//! Shared fixtures: an in-memory store, a pinned clock and the services on top

#![allow(dead_code)]

use std::sync::Arc;

use chrono::{DateTime, Duration, TimeZone, Utc};
use salon_stock_backend::config::ReconcilerConfig;
use salon_stock_backend::services::product::CreateProductInput;
use salon_stock_backend::services::reconciler::RecordTransactionInput;
use salon_stock_backend::services::{
    Clock, FixedClock, LedgerStore, MemoryLedgerStore, ProductService, ReconcilerService,
    ReportingService,
};
use shared::{Product, TransactionType};
use uuid::Uuid;

/// 2025-10-01 15:30 UTC, mid-afternoon so "tomorrow at midnight" is in the future
pub fn start() -> DateTime<Utc> {
    Utc.with_ymd_and_hms(2025, 10, 1, 15, 30, 0).unwrap()
}

pub fn days_ago(days: i64) -> DateTime<Utc> {
    start() - Duration::days(days)
}

pub fn settings() -> ReconcilerConfig {
    ReconcilerConfig {
        max_retries: 2,
        retry_initial_delay_ms: 1,
        retry_max_delay_ms: 5,
        lock_timeout_ms: 1_000,
        operation_timeout_ms: 5_000,
        max_date_distance_days: 3_650,
    }
}

pub struct Harness {
    pub store: MemoryLedgerStore,
    pub clock: FixedClock,
    pub reconciler: ReconcilerService,
    pub products: ProductService,
    pub reporting: ReportingService,
}

impl Harness {
    pub fn new() -> Self {
        Self::with_settings(settings())
    }

    pub fn with_settings(settings: ReconcilerConfig) -> Self {
        let store = MemoryLedgerStore::new();
        let clock = FixedClock::new(start());
        let shared_store: Arc<dyn LedgerStore> = Arc::new(store.clone());
        let shared_clock: Arc<dyn Clock> = Arc::new(clock.clone());

        Self {
            reconciler: ReconcilerService::new(shared_store.clone(), shared_clock.clone(), &settings),
            products: ProductService::new(shared_store.clone(), shared_clock),
            reporting: ReportingService::new(shared_store),
            store,
            clock,
        }
    }

    pub async fn product(&self, name: &str, opening_stock: i64) -> Product {
        self.products
            .register_product(CreateProductInput {
                name: name.to_string(),
                opening_stock: Some(opening_stock),
                low_stock_threshold: None,
            })
            .await
            .unwrap()
    }

    pub async fn current_stock(&self, product_id: Uuid) -> i64 {
        self.products.get_product(product_id).await.unwrap().current_stock
    }
}

pub fn record(
    product_id: Uuid,
    transaction_type: TransactionType,
    quantity: i64,
    date: DateTime<Utc>,
) -> RecordTransactionInput {
    RecordTransactionInput {
        product_id,
        transaction_type,
        quantity,
        transaction_date: Some(date.to_rfc3339()),
        reference: None,
        notes: None,
    }
}

pub fn order_line(
    product_id: Uuid,
    transaction_type: TransactionType,
    quantity: i64,
    reference: &str,
) -> RecordTransactionInput {
    RecordTransactionInput {
        reference: Some(reference.to_string()),
        ..record(product_id, transaction_type, quantity, start())
    }
}
//! Configuration management for the salon stock server
//!
//! Supports hierarchical configuration loading:
//! 1. Default values in code
//! 2. Configuration files (config/development.toml, config/production.toml)
//! 3. Environment variable overrides with SALON_ prefix

use std::time::Duration;

use config::{ConfigError, Environment, File};
use serde::Deserialize;

use crate::error::{AppError, AppResult};

/// Main application configuration
#[derive(Debug, Deserialize, Clone)]
pub struct Config {
    /// Current environment (development, production)
    pub environment: String,

    pub server: ServerConfig,

    pub database: DatabaseConfig,

    pub storage: StorageConfig,

    pub reconciler: ReconcilerConfig,

    pub logging: LoggingConfig,
}

#[derive(Debug, Deserialize, Clone)]
pub struct ServerConfig {
    pub port: u16,
    pub host: String,
}

#[derive(Debug, Deserialize, Clone)]
pub struct DatabaseConfig {
    /// PostgreSQL connection URL. Only required by the postgres backend.
    #[serde(default)]
    pub url: String,

    /// Maximum number of connections in the pool
    pub max_connections: u32,

    /// Minimum number of connections in the pool
    pub min_connections: u32,

    pub acquire_timeout_secs: u64,
}

/// Which Ledger Store implementation backs the server
#[derive(Debug, Deserialize, Clone, Copy, PartialEq, Eq)]
#[serde(rename_all = "lowercase")]
pub enum StorageBackend {
    Postgres,
    Memory,
}

#[derive(Debug, Deserialize, Clone)]
pub struct StorageConfig {
    pub backend: StorageBackend,
}

#[derive(Debug, Deserialize, Clone)]
pub struct ReconcilerConfig {
    /// Retries after a concurrency conflict, not counting the first attempt
    pub max_retries: u32,

    pub retry_initial_delay_ms: u64,

    pub retry_max_delay_ms: u64,

    /// How long to wait for the per-product lock
    pub lock_timeout_ms: u64,

    /// Deadline for a single attempt, lock wait included
    pub operation_timeout_ms: u64,

    /// Transaction dates further than this from now are rejected
    pub max_date_distance_days: i64,
}

impl ReconcilerConfig {
    pub fn lock_timeout(&self) -> Duration {
        Duration::from_millis(self.lock_timeout_ms)
    }

    pub fn operation_timeout(&self) -> Duration {
        Duration::from_millis(self.operation_timeout_ms)
    }
}

impl Default for ReconcilerConfig {
    fn default() -> Self {
        Self {
            max_retries: 3,
            retry_initial_delay_ms: 50,
            retry_max_delay_ms: 1_000,
            lock_timeout_ms: 5_000,
            operation_timeout_ms: 15_000,
            max_date_distance_days: 3_650,
        }
    }
}

#[derive(Debug, Deserialize, Clone, Copy, PartialEq, Eq)]
#[serde(rename_all = "lowercase")]
pub enum LogFormat {
    Pretty,
    Json,
}

#[derive(Debug, Deserialize, Clone)]
pub struct LoggingConfig {
    pub format: LogFormat,
}

impl Config {
    /// Load configuration from files and environment variables
    pub fn load() -> Result<Self, ConfigError> {
        let environment =
            std::env::var("SALON_ENVIRONMENT").unwrap_or_else(|_| "development".into());

        let config = config::Config::builder()
            // Start with default values
            .set_default("environment", environment.clone())?
            .set_default("server.port", 3000)?
            .set_default("server.host", "0.0.0.0")?
            .set_default("database.max_connections", 10)?
            .set_default("database.min_connections", 2)?
            .set_default("database.acquire_timeout_secs", 30)?
            .set_default("storage.backend", "postgres")?
            .set_default("reconciler.max_retries", 3)?
            .set_default("reconciler.retry_initial_delay_ms", 50)?
            .set_default("reconciler.retry_max_delay_ms", 1_000)?
            .set_default("reconciler.lock_timeout_ms", 5_000)?
            .set_default("reconciler.operation_timeout_ms", 15_000)?
            .set_default("reconciler.max_date_distance_days", 3_650)?
            .set_default("logging.format", "pretty")?
            // Load environment-specific config file
            .add_source(File::with_name(&format!("config/{}", environment)).required(false))
            // Override with environment variables (SALON_ prefix)
            .add_source(
                Environment::with_prefix("SALON")
                    .separator("__")
                    .try_parsing(true),
            )
            .build()?;

        config.try_deserialize()
    }

    /// Reject settings the server cannot run with
    pub fn validate(&self) -> AppResult<()> {
        if self.storage.backend == StorageBackend::Postgres && self.database.url.trim().is_empty() {
            return Err(AppError::Configuration(
                "database.url is required for the postgres storage backend".to_string(),
            ));
        }
        if self.database.max_connections == 0 {
            return Err(AppError::Configuration(
                "database.max_connections must be at least 1".to_string(),
            ));
        }
        if self.database.min_connections > self.database.max_connections {
            return Err(AppError::Configuration(
                "database.min_connections exceeds database.max_connections".to_string(),
            ));
        }

        let reconciler = &self.reconciler;
        if reconciler.lock_timeout_ms == 0 || reconciler.operation_timeout_ms == 0 {
            return Err(AppError::Configuration(
                "reconciler timeouts must be greater than zero".to_string(),
            ));
        }
        if reconciler.retry_initial_delay_ms > reconciler.retry_max_delay_ms {
            return Err(AppError::Configuration(
                "reconciler.retry_initial_delay_ms exceeds retry_max_delay_ms".to_string(),
            ));
        }
        if reconciler.max_date_distance_days <= 0 {
            return Err(AppError::Configuration(
                "reconciler.max_date_distance_days must be positive".to_string(),
            ));
        }
        Ok(())
    }
}

impl Default for ServerConfig {
    fn default() -> Self {
        Self {
            port: 3000,
            host: "0.0.0.0".to_string(),
        }
    }
}
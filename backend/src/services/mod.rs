//! Business logic services for the salon stock server

pub mod clock;
pub mod product;
pub mod reconciler;
pub mod reporting;
pub mod retry;
pub mod store;

pub use clock::{Clock, FixedClock, SystemClock};
pub use product::ProductService;
pub use reconciler::ReconcilerService;
pub use reporting::ReportingService;
pub use store::{LedgerStore, LedgerTransaction, MemoryLedgerStore, PgLedgerStore};
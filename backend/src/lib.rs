//! Salon POS stock reconciliation server
//!
//! Keeps each product's live stock counter and its dated transaction ledger
//! consistent under out-of-order inserts, edits and deletes.

use std::sync::Arc;

use axum::{routing::get, Router};
use tower_http::{
    cors::{Any, CorsLayer},
    trace::TraceLayer,
};

pub mod config;
pub mod error;
pub mod handlers;
pub mod routes;
pub mod services;

pub use config::Config;

use services::{Clock, LedgerStore, ReconcilerService};

/// Application state shared across handlers
#[derive(Clone)]
pub struct AppState {
    pub store: Arc<dyn LedgerStore>,
    pub clock: Arc<dyn Clock>,
    pub config: Arc<Config>,
}

impl AppState {
    pub fn new(store: Arc<dyn LedgerStore>, clock: Arc<dyn Clock>, config: Config) -> Self {
        Self {
            store,
            clock,
            config: Arc::new(config),
        }
    }

    pub fn reconciler(&self) -> ReconcilerService {
        ReconcilerService::new(self.store.clone(), self.clock.clone(), &self.config.reconciler)
    }
}

/// Create the application router with all routes and middleware
pub fn create_app(state: AppState) -> Router {
    let cors = CorsLayer::new()
        .allow_origin(Any)
        .allow_methods(Any)
        .allow_headers(Any);

    Router::new()
        .route("/", get(root))
        .route("/health", get(handlers::health_check))
        .nest("/api/v1", routes::api_routes())
        .layer(TraceLayer::new_for_http())
        .layer(cors)
        .with_state(state)
}

/// Root endpoint
async fn root() -> &'static str {
    "Salon Stock Reconciliation API v1.0"
}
....................
» Exercise requirements: Read through the entries above, and wherever a line holds the string "Some", copy it.

» Answer to this exercise:
                opening_stock: Some(opening_stock),
        transaction_date: Some(date.to_rfc3339()),
        reference: Some(reference.to_string()),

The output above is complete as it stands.